Significantly more material is available for in person research at the State Library and Archives (500 S. Bronough St., Tallahassee, FL 32399). Researchers are encouraged to visit our facility to take advantage of the wealth of resources housed in Tallahassee.
Most of the Confederate Pension Application Files contain the original application, any supplemental applications, proof of service and residency, and occasional correspondence between the applicant and the State Board of Pensions. Veteran’s applications generally include name, date and place of birth, unit dates and places of enlistment and discharge, brief description of service, wounds received, sworn statements on proof of service by comrades, War Department service abstracts, and place and length of Florida residency. Widow’s applications generally include, in addition to the above, her full name, date and place of marriage to the veteran, and date and place of the veteran’s death.

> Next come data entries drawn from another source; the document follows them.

//! Embedded table store with foreign keys, a WAL and snapshot checkpoints.
//!
//! The store is reached through pooled [`Connection`]s. Each statement is a
//! single-row unit checked, logged and applied under one write lock:
//!
//! - `insert` returns the new id, or a foreign-key error for a dangling owner
//! - `update` returns the affected-row count (0 or 1)
//! - `delete` returns the removed row, or a foreign-key error when an animal
//!   still has children and deletes are restricted

mod pool;
mod tables;

pub use pool::{ConnectionPool, PoolSlot};
pub use tables::{Row, Statement, Table, TableRow, Tables};

use crate::error::{IntegrityViolation, Result, StoreError};
use crate::types::{AnimalId, RowId, StoreStats, Stored, TableName};
use crate::wal::WriteAheadLog;
use fs2::FileExt;
use parking_lot::RwLock;
use std::fs::{self, File};
use std::path::{Path, PathBuf};
use std::time::Duration;
use tracing::{debug, info, warn};

/// Magic bytes for store manifest.
const STORE_MAGIC: &[u8; 4] = b"KNL\0";

/// Current store format version.
const STORE_VERSION: u8 = 1;

const SNAPSHOT_FILE: &str = "tables.bin";
const WAL_FILE: &str = "statements.wal";

/// What deleting an animal does to its child rows.
#[derive(Clone, Copy, Debug, Default, PartialEq, Eq)]
pub enum OnDelete {
    /// Refuse while children exist.
    #[default]
    Restrict,
    /// Remove children together with the animal.
    Cascade,
}

/// Store configuration.
#[derive(Clone, Debug)]
pub struct StoreConfig {
    /// Base directory for the store. `None` keeps everything in memory.
    pub path: Option<PathBuf>,

    /// Whether to create the store if it doesn't exist.
    pub create_if_missing: bool,

    /// Number of concurrent connections.
    pub pool_size: usize,

    /// How long a checkout waits for a free connection.
    pub checkout_timeout: Duration,

    /// fsync the WAL on every statement.
    pub sync_writes: bool,

    pub on_delete: OnDelete,
}

impl Default for StoreConfig {
    fn default() -> Self {
        Self {
            path: Some(PathBuf::from("./kennel-data")),
            create_if_missing: true,
            pool_size: 8,
            checkout_timeout: Duration::from_secs(5),
            sync_writes: true,
            on_delete: OnDelete::Restrict,
        }
    }
}

impl StoreConfig {
    /// Store rooted at `path`, other settings default.
    pub fn at(path: impl Into<PathBuf>) -> Self {
        Self {
            path: Some(path.into()),
            ..Default::default()
        }
    }

    /// Volatile store, nothing written to disk.
    pub fn in_memory() -> Self {
        Self {
            path: None,
            ..Default::default()
        }
    }
}

/// On-disk parts of a store.
struct Durable {
    dir: PathBuf,
    /// Lock file for exclusive access.
    _lock_file: File,
    wal: WriteAheadLog,
}

/// The table store.
pub struct Database {
    config: StoreConfig,
    durable: Option<Durable>,
    tables: RwLock<Tables>,
    pool: ConnectionPool,
}

impl Database {
    /// Open an existing store or create a new one.
    pub fn open_or_create(config: StoreConfig) -> Result<Self> {
        match &config.path {
            None => Ok(Self::in_memory(config)),
            Some(path) if path.join("MANIFEST").exists() => Self::open(config),
            Some(_) if config.create_if_missing => Self::create(config),
            Some(_) => Err(StoreError::NotInitialized),
        }
    }

    /// Create a volatile store.
    pub fn in_memory(config: StoreConfig) -> Self {
        let pool = ConnectionPool::new(config.pool_size, config.checkout_timeout);
        Self {
            config,
            durable: None,
            tables: RwLock::new(Tables::default()),
            pool,
        }
    }

    /// Create a new store.
    pub fn create(config: StoreConfig) -> Result<Self> {
        let Some(dir) = config.path.clone() else {
            return Ok(Self::in_memory(config));
        };

        fs::create_dir_all(&dir)?;
        Self::write_manifest(&dir)?;
        let lock_file = Self::acquire_lock(&dir)?;
        let wal = WriteAheadLog::open(dir.join(WAL_FILE), config.sync_writes)?;

        info!(path = %dir.display(), "created store");

        let pool = ConnectionPool::new(config.pool_size, config.checkout_timeout);
        Ok(Self {
            config,
            durable: Some(Durable {
                dir,
                _lock_file: lock_file,
                wal,
            }),
            tables: RwLock::new(Tables::default()),
            pool,
        })
    }

    /// Open an existing store, replaying the WAL over the last checkpoint.
    pub fn open(config: StoreConfig) -> Result<Self> {
        let Some(dir) = config.path.clone() else {
            return Err(StoreError::NotInitialized);
        };

        Self::verify_manifest(&dir)?;
        let lock_file = Self::acquire_lock(&dir)?;

        let snapshot_path = dir.join(SNAPSHOT_FILE);
        let mut tables = if snapshot_path.exists() {
            Tables::load(&snapshot_path)?
        } else {
            Tables::default()
        };

        let wal = WriteAheadLog::open(dir.join(WAL_FILE), config.sync_writes)?;
        let entries = wal.entries()?;
        let replayed = entries.len();
        for entry in entries {
            tables.apply(entry.statement);
        }

        let stats = tables.stats();
        info!(
            path = %dir.display(),
            replayed,
            animals = stats.animals,
            feeding_events = stats.feeding_events,
            elimination_events = stats.elimination_events,
            weight_samples = stats.weight_samples,
            "opened store"
        );

        let pool = ConnectionPool::new(config.pool_size, config.checkout_timeout);
        Ok(Self {
            config,
            durable: Some(Durable {
                dir,
                _lock_file: lock_file,
                wal,
            }),
            tables: RwLock::new(tables),
            pool,
        })
    }

    /// Check out a connection, waiting up to the configured timeout.
    pub fn connect(&self) -> Result<Connection<'_>> {
        let slot = self.pool.checkout()?;
        Ok(Connection { db: self, slot })
    }

    pub fn config(&self) -> &StoreConfig {
        &self.config
    }

    pub fn pool(&self) -> &ConnectionPool {
        &self.pool
    }

    /// Whether writes survive a restart.
    pub fn is_durable(&self) -> bool {
        self.durable.is_some()
    }

    /// Row counts and WAL size.
    pub fn stats(&self) -> StoreStats {
        let mut stats = self.tables.read().stats();
        if let Some(durable) = &self.durable {
            stats.wal_entries = durable.wal.len();
        }
        stats
    }

    /// Snapshot all tables and clear the WAL.
    pub fn checkpoint(&self) -> Result<()> {
        let Some(durable) = &self.durable else {
            return Ok(());
        };

        let tables = self.tables.write();
        tables.save(&durable.dir.join(SNAPSHOT_FILE))?;
        let folded = durable.wal.len();
        durable.wal.clear()?;

        info!(path = %durable.dir.display(), folded, "checkpoint complete");
        Ok(())
    }

    /// Force pending writes to disk.
    pub fn sync(&self) -> Result<()> {
        match &self.durable {
            Some(durable) => durable.wal.sync(),
            None => Ok(()),
        }
    }

    /// Log then apply. The write lock is held by the caller.
    fn commit(&self, tables: &mut Tables, statement: Statement) -> Result<Option<Row>> {
        if let Some(durable) = &self.durable {
            durable.wal.append(&statement)?;
        }
        Ok(tables.apply(statement))
    }

    fn write_manifest(path: &Path) -> Result<()> {
        use std::io::Write;

        let manifest_path = path.join("MANIFEST");
        let mut file = File::create(manifest_path)?;

        file.write_all(STORE_MAGIC)?;
        file.write_all(&[STORE_VERSION])?;
        file.sync_all()?;

        Ok(())
    }

    fn verify_manifest(path: &Path) -> Result<()> {
        use std::io::Read;

        let manifest_path = path.join("MANIFEST");
        let mut file = File::open(manifest_path)?;

        let mut magic = [0u8; 4];
        file.read_exact(&mut magic)?;
        if &magic != STORE_MAGIC {
            return Err(StoreError::InvalidFormat("Invalid store magic".into()));
        }

        let mut version = [0u8; 1];
        file.read_exact(&mut version)?;
        if version[0] != STORE_VERSION {
            return Err(StoreError::InvalidFormat(format!(
                "Unsupported store version: {}",
                version[0]
            )));
        }

        Ok(())
    }

    fn acquire_lock(path: &Path) -> Result<File> {
        let lock_path = path.join("LOCK");
        let lock_file = File::create(lock_path)?;

        lock_file
            .try_lock_exclusive()
            .map_err(|_| StoreError::Locked)?;

        Ok(lock_file)
    }
}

The Spanish Land Grants contain maps and property records related to the transfer of Florida from Spain to the United States in 1821. The Board of Land Commissioners was established in 1822 to settle all outstanding Spanish land grant claims in the territory. The Board set up offices in Pensacola and St. Augustine to ascertain the validity of all titles and private claims to lands in East Florida and West Florida. The Board either supported or rejected the land claims by studying the documents supplied by claimants.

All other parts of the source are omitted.